Sometimes… I just long to hear his voice…

(Disclaimer- R rated- adult language)

Pictures are great, but they don’t take the place of hearing John’s voice.

Last weekend, I was feeling tremendously lonely and called his cell phone just the hear him say, “John Smith.”  I know… silly… irrational.  I haven’t been able to cancel his cell yet… it’s an emotional thing…

Well… I dialed the number and waited and waited… then on came an automated voice and said the number.  I bawled… and bawled…  and bawled…  Apparently, he had never done a personalized greeting on his new phone…

I know that we have a few YouTube videos of him and Nathaniel… today, I pulled out some sort of inner strength to watch them… the love that John shows for Nathaniel just breaks my heart.  Hearing John’s voice makes me miss him so very, very much. So, I don’t know that this exercise has been therapeutic for me… I don’t feel very healed…  I’m grieving… heavily.

August 29, 2008- Nathaniel opening his first present- This was back when life was good.  Back when John had beaten cancer– he was a cancer SURVIVOR.  Back before stage III.  Before Stage IV.  What a difference a FUCKING year makes 😦 Damn I miss him

November 20, 2008- Nathaniel’s First Cereal- The quality on this video isn’t the greatest, but it has John’s laugh.  John was the one feeding him.  John was so meticulous… he’d be rolling his eyes at me not cutting Nathaniel’s food small enough and letting it get all over his face and hands…  John was somebody who could eat crabs- lots of them- and keep his fingers clean!  People marveled over how he ate his food- I’ll save that for another topic.

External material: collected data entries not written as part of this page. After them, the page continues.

//! Integration tests for the SortController → FSM → servo pipeline.
//!
//! These run on the host and drive the controller through its port API
//! with a recording mock, stepping a virtual millisecond clock the way the
//! firmware loop does.

use crate::mock_hw::{MockHardware, RecordingSink};

use heightsort::app::commands::SorterCommand;
use heightsort::app::events::AppEvent;
use heightsort::app::service::SortController;
use heightsort::config::SorterConfig;
use heightsort::control::classifier::Classification;
use heightsort::events::SortEvent;
use heightsort::fsm::context::ServoCommand;
use heightsort::fsm::ControllerState;

const LOOP_MS: u32 = 5;

fn make_controller(config: SorterConfig) -> (SortController, MockHardware, RecordingSink) {
    let config = SorterConfig { start_enabled: true, ..config };
    let mut controller = SortController::new(config).unwrap();
    let mut hw = MockHardware::new();
    let mut sink = RecordingSink::new();
    controller.start(0, &mut hw, &mut sink);
    (controller, hw, sink)
}

/// Tick every `LOOP_MS` from `from` (inclusive) up to `to` (exclusive).
fn run(
    controller: &mut SortController,
    hw: &mut MockHardware,
    sink: &mut RecordingSink,
    from: u32,
    to: u32,
) {
    let mut now = from;
    while now < to {
        controller.tick(now, hw, sink);
        now = now.wrapping_add(LOOP_MS);
    }
}

// ── Power-on ──────────────────────────────────────────────────

#[test]
fn start_rests_servo_and_reports_ready() {
    let (controller, hw, sink) = make_controller(SorterConfig::default());
    assert_eq!(hw.calls, vec![ServoCommand::Idle]);
    assert_eq!(sink.events, vec![AppEvent::Started { enabled: true }]);
    assert_eq!(controller.state(), ControllerState::Idle);
}

// ── End-to-end: tall item ─────────────────────────────────────

#[test]
fn tall_item_pushed_after_travel_then_released() {
    let travel = 400;
    let (mut c, mut hw, mut sink) =
        make_controller(SorterConfig { travel_ms: travel, ..SorterConfig::default() });

    hw.set_beams(true, false);
    c.tick(0, &mut hw, &mut sink);
    assert_eq!(c.state(), ControllerState::Settling);

    hw.set_beams(true, true);
    run(&mut c, &mut hw, &mut sink, LOOP_MS, 100);
    assert_eq!(c.state(), ControllerState::Settling);
    c.tick(100, &mut hw, &mut sink);
    assert_eq!(c.state(), ControllerState::AwaitingActuation);
    assert_eq!(
        c.item().map(|i| (i.classification, i.detected_at)),
        Some((Classification::Tall, 100))
    );

    // Nothing moves until 100 + travel.
    hw.set_beams(false, false);
    run(&mut c, &mut hw, &mut sink, 105, 100 + travel);
    assert_eq!(hw.push_count(), 0);
    c.tick(100 + travel, &mut hw, &mut sink);
    assert_eq!(hw.last_call(), Some(ServoCommand::Push));

    // Released once after the dwell.
    run(&mut c, &mut hw, &mut sink, 505, 700);
    assert_eq!(hw.last_call(), Some(ServoCommand::Push));
    c.tick(700, &mut hw, &mut sink);
    assert_eq!(hw.last_call(), Some(ServoCommand::Idle));
    assert_eq!(hw.calls, vec![ServoCommand::Idle, ServoCommand::Push, ServoCommand::Idle]);

    // Idle again once the suppression window from classification lapses.
    run(&mut c, &mut hw, &mut sink, 705, 1100);
    assert_eq!(c.state(), ControllerState::AwaitingActuation);
    c.tick(1100, &mut hw, &mut sink);
    assert_eq!(c.state(), ControllerState::Idle);
    assert!(c.item().is_none());

    assert_eq!(
        sink.sort_events(),
        vec![
            SortEvent::ItemDetected { at_ms: 0 },
            SortEvent::Classified { classification: Classification::Tall, at_ms: 100 },
            SortEvent::ActuatorFired { at_ms: 500 },
            SortEvent::ActuatorRetracted { at_ms: 700 },
            SortEvent::CycleDone { at_ms: 1100 },
        ]
    );
}

// ── End-to-end: short item ────────────────────────────────────

#[test]
fn short_item_never_commands_actuator() {
    let (mut c, mut hw, mut sink) =
        make_controller(SorterConfig { travel_ms: 250, ..SorterConfig::default() });

    hw.set_beams(true, false);
    run(&mut c, &mut hw, &mut sink, 0, 1105);

    assert_eq!(hw.calls, vec![ServoCommand::Idle]);
    let events = sink.sort_events();
    assert_eq!(events[1], SortEvent::Classified { classification: Classification::Short, at_ms: 100 });
    assert_eq!(events[2], SortEvent::Passed { at_ms: 350 });
    assert_eq!(events[3], SortEvent::CycleDone { at_ms: 1100 });
    assert_eq!(c.stats().short, 1);
    assert_eq!(c.stats().pushes, 0);
}

// ── Zero travel delay ─────────────────────────────────────────

#[test]
fn zero_travel_pushes_on_classification_tick() {
    let (mut c, mut hw, mut sink) = make_controller(SorterConfig::default());

    hw.set_beams(true, true);
    run(&mut c, &mut hw, &mut sink, 0, 100);
    assert_eq!(hw.push_count(), 0);

    c.tick(100, &mut hw, &mut sink);
    assert_eq!(hw.last_call(), Some(ServoCommand::Push));
    let events = sink.sort_events();
    assert_eq!(
        &events[1..],
        &[
            SortEvent::Classified { classification: Classification::Tall, at_ms: 100 },
            SortEvent::ActuatorFired { at_ms: 100 },
        ]
    );
}

// ── Re-trigger suppression ────────────────────────────────────

#[test]
fn second_arrival_during_cycle_is_ignored() {
    let (mut c, mut hw, mut sink) = make_controller(SorterConfig::default());

    hw.set_beams(true, true);
    c.tick(0, &mut hw, &mut sink);

    // Beam flickers while the first item is in flight.
    for (i, now) in (LOOP_MS..1100).step_by(LOOP_MS as usize).enumerate() {
        hw.set_beams(i % 2 == 0, true);
        c.tick(now, &mut hw, &mut sink);
    }
    assert_eq!(sink.count(|e| matches!(e, SortEvent::ItemDetected { .. })), 1);
    assert_eq!(hw.push_count(), 1);
}

#[test]
fn stuck_blocked_arrival_retriggers_after_suppression() {
    let (mut c, mut hw, mut sink) = make_controller(SorterConfig::default());

    hw.set_beams(true, false);
    run(&mut c, &mut hw, &mut sink, 0, 1105);

    // CycleDone at 1100 re-arms; the still-blocked beam starts a new cycle
    // on the next tick, not the same one.
    assert_eq!(
        sink.sort_events().last(),
        Some(&SortEvent::CycleDone { at_ms: 1100 })
    );
    assert_eq!(sink.count(|e| matches!(e, SortEvent::ItemDetected { .. })), 1);
    c.tick(1105, &mut hw, &mut sink);
    assert_eq!(c.state(), ControllerState::Settling);
    assert_eq!(
        sink.sort_events().last(),
        Some(&SortEvent::ItemDetected { at_ms: 1105 })
    );
}

#[test]
fn stuck_unblocked_arrival_never_leaves_idle() {
    let (mut c, mut hw, mut sink) = make_controller(SorterConfig::default());

    hw.set_beams(false, true);
    run(&mut c, &mut hw, &mut sink, 0, 5000);
    assert_eq!(c.state(), ControllerState::Idle);
    assert!(sink.sort_events().is_empty());
    assert_eq!(hw.calls, vec![ServoCommand::Idle]);
}

// ── Enable / disable ──────────────────────────────────────────

#[test]
fn disable_mid_cycle_aborts_and_commands_idle() {
    let (mut c, mut hw, mut sink) = make_controller(SorterConfig::default());

    hw.set_beams(true, true);
    run(&mut c, &mut hw, &mut sink, 0, 105);
    assert_eq!(hw.last_call(), Some(ServoCommand::Push));

    c.handle_command(SorterCommand::Toggle, 150, &mut hw, &mut sink);
    assert!(!c.is_enabled());
    assert_eq!(c.state(), ControllerState::Idle);
    assert!(c.item().is_none());
    assert_eq!(hw.last_call(), Some(ServoCommand::Idle));
    assert_eq!(
        &sink.events[sink.events.len() - 3..],
        &[
            AppEvent::Sort(SortEvent::ActuatorRetracted { at_ms: 150 }),
            AppEvent::Sort(SortEvent::CycleAborted { at_ms: 150 }),
            AppEvent::EnableChanged { enabled: false },
        ]
    );
    assert_eq!(c.stats().aborted, 1);
}

#[test]
fn disabled_controller_ignores_sensors_and_heartbeats() {
    let (mut c, mut hw, mut sink) = make_controller(SorterConfig::default());
    c.handle_command(SorterCommand::Disable, 0, &mut hw, &mut sink);
    sink.clear();
    let reads_before = hw.reads;

    hw.set_beams(true, true);
    run(&mut c, &mut hw, &mut sink, 5, 3005);

    assert_eq!(hw.reads, reads_before);
    assert!(sink.sort_events().is_empty());
    let heartbeats: Vec<_> = sink
        .events
        .iter()
        .filter(|e| matches!(e, AppEvent::Status(s) if !s.enabled))
        .collect();
    assert_eq!(heartbeats.len(), 3);
}

#[test]
fn reenable_resumes_sorting() {
    let (mut c, mut hw, mut sink) = make_controller(SorterConfig::default());
    c.handle_command(SorterCommand::Disable, 0, &mut hw, &mut sink);
    c.handle_command(SorterCommand::Toggle, 500, &mut hw, &mut sink);
    assert!(c.is_enabled());
    assert_eq!(sink.events.last(), Some(&AppEvent::EnableChanged { enabled: true }));

    hw.set_beams(true, false);
    c.tick(505, &mut hw, &mut sink);
    assert_eq!(c.state(), ControllerState::Settling);
}

#[test]
fn redundant_commands_emit_nothing() {
    let (mut c, mut hw, mut sink) = make_controller(SorterConfig::default());
    sink.clear();
    c.handle_command(SorterCommand::Enable, 10, &mut hw, &mut sink);
    assert!(sink.events.is_empty());
    assert_eq!(hw.calls.len(), 1);
}

// ── Clock wraparound ──────────────────────────────────────────

#[test]
fn full_cycle_across_timer_wrap() {
    let (mut c, mut hw, mut sink) =
        make_controller(SorterConfig { travel_ms: 300, ..SorterConfig::default() });
    let t0 = u32::MAX - 150;

    hw.set_beams(true, true);
    c.tick(t0, &mut hw, &mut sink);
    c.tick(t0.wrapping_add(100), &mut hw, &mut sink);
    assert_eq!(c.item().map(|i| i.detected_at), Some(t0.wrapping_add(100)));

    c.tick(t0.wrapping_add(399), &mut hw, &mut sink);
    assert_eq!(hw.push_count(), 0);
    c.tick(t0.wrapping_add(400), &mut hw, &mut sink);
    assert_eq!(hw.last_call(), Some(ServoCommand::Push));
    c.tick(t0.wrapping_add(600), &mut hw, &mut sink);
    assert_eq!(hw.last_call(), Some(ServoCommand::Idle));
    c.tick(t0.wrapping_add(1100), &mut hw, &mut sink);
    assert_eq!(c.state(), ControllerState::Idle);
}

Christmas 2009- Nathaniel’s first Christmas

12 months together… 3 videos… FUCK!!!  I wish there were 3 million videos.  Damn it!!!!  Are their more videos of John and Nathaniel?  Quite possibly.  Any good ones?  Doubtful.  Who knows when I’ll have time to wade through everything to see.

FUCK!!!! FUCK!!!! FUCK!!!! FUCK!!!! FUCK!!!!!  Sometimes you just need to say that…Usually it makes me feel a little better to get a good swear out every now and then… not tonight…

My heart aches.  Off to cry.

Nice deep breaths.  Inhale.  Exhale.  Repeat.

Baby steps… baby steps… feels more like I’m walking backwards right now… sigh…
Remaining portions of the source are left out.